Matthew Goodhue
Le nom de Matthew Goodhue, réduit ici à un seul crédit CaSTV, appelle une lecture par l'impact plutôt que par la chronologie. On ne dispose pas d'une grande suite de films à aligner comme des preuves, mais d'une présence qui se mesure autrement: par sa capacité à rejoindre le cinéma d'horreur là où celui-ci se renouvelle le plus souvent, dans les marges, les formats instables et les objets qui avancent avec une énergie plus urgente que leur visibilité.
Goodhue appartient à cette catégorie de cinéastes que l'on ne gagne pas à traiter comme des inconnus interchangeables. Un crédit unique ne dit pas rien. Il dit qu'un geste a été suffisamment lié au genre pour entrer dans une archive spécialisée. Il dit qu'une image, une méthode, une atmosphère ou une collaboration a participé à la grande conversation de la peur. La critique doit savoir travailler avec ce peu, car le peu est parfois la forme normale de l'histoire du cinéma indépendant.

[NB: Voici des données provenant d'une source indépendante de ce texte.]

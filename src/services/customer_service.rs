// src/services/customer_service.rs

use chrono::Utc;
use futures::future::join_all;
use validator::Validate;

use crate::{
    common::error::AppError,
    db::{CustomerRepository, OperationRepository},
    models::{
        customer::{Customer, CustomerDeletion, DadosDoCliente},
        tenancy::TenantContext,
    },
    services::notification::NotificationHub,
};

#[derive(Clone)]
pub struct CustomerService {
    repo: CustomerRepository,
    operations: OperationRepository,
    notifier: NotificationHub,
}

impl CustomerService {
    pub fn new(
        repo: CustomerRepository,
        operations: OperationRepository,
        notifier: NotificationHub,
    ) -> Self {
        Self {
            repo,
            operations,
            notifier,
        }
    }

    // Todas as operações abaixo: sem tenant (ninguém logado) não fazem nada.

    pub async fn create(
        &self,
        tenant: Option<&TenantContext>,
        dados: DadosDoCliente,
    ) -> Result<Option<Customer>, AppError> {
        let Some(tenant) = tenant else {
            tracing::debug!("Cadastro de cliente ignorado: sem usuário autenticado");
            return Ok(None);
        };

        let result = match dados.validate() {
            Ok(()) => {
                self.repo
                    .create(&tenant.scope, &dados, tenant.uid(), Utc::now())
                    .await
            }
            Err(e) => Err(e.into()),
        };

        let customer = self.notifier.report(
            tenant.uid(),
            result,
            "Cliente cadastrado com sucesso!",
            "Algo deu errado, tente novamente!",
        )?;
        tracing::info!(scope = %tenant.scope, id = %customer.id, "Cliente cadastrado");
        Ok(Some(customer))
    }

    pub async fn list(&self, tenant: Option<&TenantContext>) -> Result<Vec<Customer>, AppError> {
        let Some(tenant) = tenant else {
            return Ok(Vec::new());
        };
        self.repo.list(&tenant.scope).await.inspect_err(|e| {
            tracing::error!(scope = %tenant.scope, "🔥 Falha ao listar clientes: {:?}", e)
        })
    }

    pub async fn get(
        &self,
        tenant: Option<&TenantContext>,
        id: &str,
    ) -> Result<Option<Customer>, AppError> {
        let Some(tenant) = tenant else {
            return Ok(None);
        };
        self.repo.find_by_id(&tenant.scope, id).await.inspect_err(|e| {
            tracing::error!(scope = %tenant.scope, id, "🔥 Falha ao buscar cliente: {:?}", e)
        })
    }

    pub async fn update(
        &self,
        tenant: Option<&TenantContext>,
        id: &str,
        dados: DadosDoCliente,
    ) -> Result<Option<Customer>, AppError> {
        let Some(tenant) = tenant else {
            return Ok(None);
        };

        let result = match dados.validate() {
            Ok(()) => self
                .repo
                .update(&tenant.scope, id, &dados)
                .await
                .and_then(|updated| updated.ok_or_else(|| AppError::not_found("Cliente"))),
            Err(e) => Err(e.into()),
        };

        self.notifier
            .report(
                tenant.uid(),
                result,
                "Cliente atualizado com sucesso!",
                "Algo deu errado, tente novamente!",
            )
            .map(Some)
    }

    /// Apaga o cliente e, com `cascade`, todas as operações dele.
    ///
    /// As operações são apagadas em paralelo e de forma independente: se uma
    /// falhar as outras seguem, e nada é desfeito. Se o cliente tiver alguma
    /// operação que o ator não enxerga, nada é apagado.
    pub async fn delete(
        &self,
        tenant: Option<&TenantContext>,
        id: &str,
        cascade: bool,
    ) -> Result<Option<CustomerDeletion>, AppError> {
        let Some(tenant) = tenant else {
            return Ok(None);
        };

        let result = self.delete_scoped(tenant, id, cascade).await;
        let success = if cascade {
            "Cliente e operações excluídos com sucesso!"
        } else {
            "Cliente excluído com sucesso!"
        };
        self.notifier
            .report(tenant.uid(), result, success, "Erro ao excluir documento.")
            .map(Some)
    }

    async fn delete_scoped(
        &self,
        tenant: &TenantContext,
        id: &str,
        cascade: bool,
    ) -> Result<CustomerDeletion, AppError> {
        if self.repo.find_by_id(&tenant.scope, id).await?.is_none() {
            return Err(AppError::not_found("Cliente"));
        }

        // A cascata segue a mesma regra da exclusão direta: nada é apagado
        // se o cliente tiver operações que o ator não pode alterar
        let operations = if cascade {
            let operations = self.operations.list_by_cliente(&tenant.scope, id).await?;
            if operations.iter().any(|op| !op.visible_to(&tenant.actor)) {
                return Err(AppError::Forbidden(
                    "Este cliente tem operações de outros colaboradores.".into(),
                ));
            }
            operations
        } else {
            Vec::new()
        };

        if !self.repo.delete(&tenant.scope, id).await? {
            return Err(AppError::not_found("Cliente"));
        }

        let mut outcome = CustomerDeletion {
            operacoes_removidas: 0,
            falhas: 0,
        };
        if !cascade {
            return Ok(outcome);
        }

        let results = join_all(
            operations
                .iter()
                .map(|op| self.operations.delete(&tenant.scope, &op.id)),
        )
        .await;

        for (op, result) in operations.iter().zip(results) {
            match result {
                Ok(true) => outcome.operacoes_removidas += 1,
                Ok(false) => {
                    tracing::debug!(operacao = %op.id, "Operação já não existia na cascata")
                }
                Err(e) => {
                    outcome.falhas += 1;
                    tracing::warn!(operacao = %op.id, "Falha ao excluir operação em cascata: {:?}", e);
                }
            }
        }

        tracing::info!(
            scope = %tenant.scope,
            cliente = id,
            removidas = outcome.operacoes_removidas,
            falhas = outcome.falhas,
            "Cliente excluído com cascata"
        );
        Ok(outcome)
    }
}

Dans l'horreur contemporaine, l'indépendance ne signifie pas seulement une question de budget. Elle désigne un rapport au risque. Moins de protection industrielle peut produire plus de fragilité, mais aussi plus de netteté. Un film peut choisir un dispositif simple et l'habiter jusqu'au malaise. Il peut miser sur une présence physique, une situation qui se décompose, un humour noir qui tourne à l'inconfort. L'important est de trouver le point exact où le spectateur cesse d'être spectateur tranquille.
Les années 2010 ont rendu cette économie particulièrement visible. Beaucoup de cinéastes de genre ont appris à circuler par bandes-annonces virales, festivals de minuit, plateformes et communautés de fans. Le résultat a parfois été une inflation de concepts, mais aussi un vrai laboratoire de formes. Dans ce contexte, un réalisateur comme Goodhue peut être compris comme un nom de cette génération de circulation rapide, où la réputation se construit moins par institution que par effet.
Il faut aussi noter la proximité constante entre l'horreur et la comédie noire dans certaines branches du genre. Sans attribuer à Goodhue un programme précis que le dossier ne permet pas d'établir, son inscription dans cette zone du catalogue permet de rappeler une vérité: la peur et le rire ont souvent le même nerf. Tous deux dépendent du rythme, du retard, de la surprise, du corps qui réagit avant d'avoir formulé une pensée. Le comédie peut devenir l'autre face de la panique.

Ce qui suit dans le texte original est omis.